In Weylin Symes’s surefooted production, the accouterments, even in act one, hover on the border between spiffy and shabby. By act two, set designer Gianni Downs has turned the Collyer parlor into a Victorian booby trap, a barely passable terrain of layered, teetering heaps of broken furniture and moldering junk. Before the final scene, Casey’s Langley, working in the dark to the chamber music that’s laced through the production, rigs what looks like a room-sized crossbow against potential intruders.
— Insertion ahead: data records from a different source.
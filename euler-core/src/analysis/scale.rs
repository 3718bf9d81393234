use log::warn;

use crate::geometry::circle::Circle;
use crate::geometry::point::Point;
use crate::layout::CircleRecord;

/// Uniformly scales and centers the layout into a `width x height` viewport
/// with `padding` on each side. One scale factor for both axes (the smaller
/// per-axis ratio) keeps circles circular. Returns a copy; a degenerate
/// bounding box (zero width or height) passes through unchanged.
pub fn scale_to_viewport(
    solution: &CircleRecord,
    width: f64,
    height: f64,
    padding: f64,
) -> CircleRecord {
    let width = width - 2. * padding;
    let height = height - 2. * padding;

    let mut x_min = f64::INFINITY;
    let mut x_max = f64::NEG_INFINITY;
    let mut y_min = f64::INFINITY;
    let mut y_max = f64::NEG_INFINITY;
    for circle in solution.values() {
        x_min = x_min.min(circle.c.x - circle.r);
        x_max = x_max.max(circle.c.x + circle.r);
        y_min = y_min.min(circle.c.y - circle.r);
        y_max = y_max.max(circle.c.y + circle.r);
    }
    if !(x_max > x_min) || !(y_max > y_min) {
        warn!("not scaling solution: degenerate bounding box");
        return solution.clone();
    }

    let x_scaling = width / (x_max - x_min);
    let y_scaling = height / (y_max - y_min);
    let scaling = x_scaling.min(y_scaling);

    // center the scaled diagram inside the viewport
    let x_offset = (width - (x_max - x_min) * scaling) / 2.;
    let y_offset = (height - (y_max - y_min) * scaling) / 2.;

    solution
        .iter()
        .map(|(set, circle)| {
            let scaled = Circle {
                c: Point {
                    x: padding + x_offset + (circle.c.x - x_min) * scaling,
                    y: padding + y_offset + (circle.c.y - y_min) * scaling,
                },
                r: circle.r * scaling,
            };
            (set.clone(), scaled)
        })
        .collect()
}

#[cfg(test)]
mod tests {
    use super::*;
    use std::collections::BTreeMap;

    fn record(entries: &[(&str, f64, f64, f64)]) -> CircleRecord {
        entries
            .iter()
            .map(|&(id, x, y, r)| (id.to_string(), Circle::new(x, y, r)))
            .collect::<BTreeMap<_, _>>()
    }

    #[test]
    fn fits_and_centers() {
        let solution = record(&[("A", 0., 0., 1.), ("B", 4., 0., 1.)]);
        let scaled = scale_to_viewport(&solution, 600., 300., 10.);
        // x span 6 limits the fit: 580 / 6 per unit
        let scaling: f64 = 580. / 6.;
        assert_relative_eq!(scaled["A"].r, scaling, epsilon = 1e-9);
        // centered both ways
        let mid = (scaled["A"].c.x + scaled["B"].c.x) / 2.;
        assert_relative_eq!(mid, 300., epsilon = 1e-9);
        assert_relative_eq!(scaled["A"].c.y, 150., epsilon = 1e-9);
    }

    #[test]
    fn idempotent_on_fitted_layout() {
        let solution = record(&[("A", 0., 0., 1.), ("B", 3., 0., 1.)]);
        let once = scale_to_viewport(&solution, 500., 500., 0.);
        let twice = scale_to_viewport(&once, 500., 500., 0.);
        for set in ["A", "B"] {
            assert_relative_eq!(once[set].c.x, twice[set].c.x, epsilon = 1e-9);
            assert_relative_eq!(once[set].c.y, twice[set].c.y, epsilon = 1e-9);
            assert_relative_eq!(once[set].r, twice[set].r, epsilon = 1e-9);
        }
    }

    #[test]
    fn degenerate_bounding_box_unchanged() {
        let solution = record(&[("A", 7., 7., 0.)]);
        let scaled = scale_to_viewport(&solution, 500., 500., 10.);
        assert_eq!(scaled, solution);
        assert!(scale_to_viewport(&BTreeMap::new(), 100., 100., 0.).is_empty());
    }
}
Indeed, the real Langley was felled by a Rube Goldberg device of his own making, which he inadvertently triggered, bringing down an avalanche of garbage.

You do wonder whether, somewhere in that nest of crap, there might be buried better wigs than the Fauntleroy-ish one Langley sports in act one or the brittle Beckett-character-on-a-bad-hair-day tangle that Milly wears in act two. But the reliable Gail Astrid Buckley provides delectable period finery for Gottlieb, including a blue-silk number from which, in the better days of act one, she unwraps herself like a gift.

Neil Casey proves an aptly myopic Langley, excruciatingly pained by a note he claims is a 64th-tone flat but as inured to Milly’s bared breasts as to Homer’s admonitions. Casey has to cope with one too many tragicomic swoons in act two, but he does a marvelous job marrying Langley’s pinpoint enthusiasm to his broadband indifference. Bill Mootos makes a more studied attempt to age Homer, who moves from suave if slightly manic manipulation to despair tempered by an almost ghoulish need for narrative. When the suddenly materialized Milly tells her lurid tale of woe, he at once sympathizes and declares it "a corker." And Gottlieb is a charming, complicit Milly, seemingly unfazed by the brothers’ never-consummated plan to make her a codicil to their strange romance.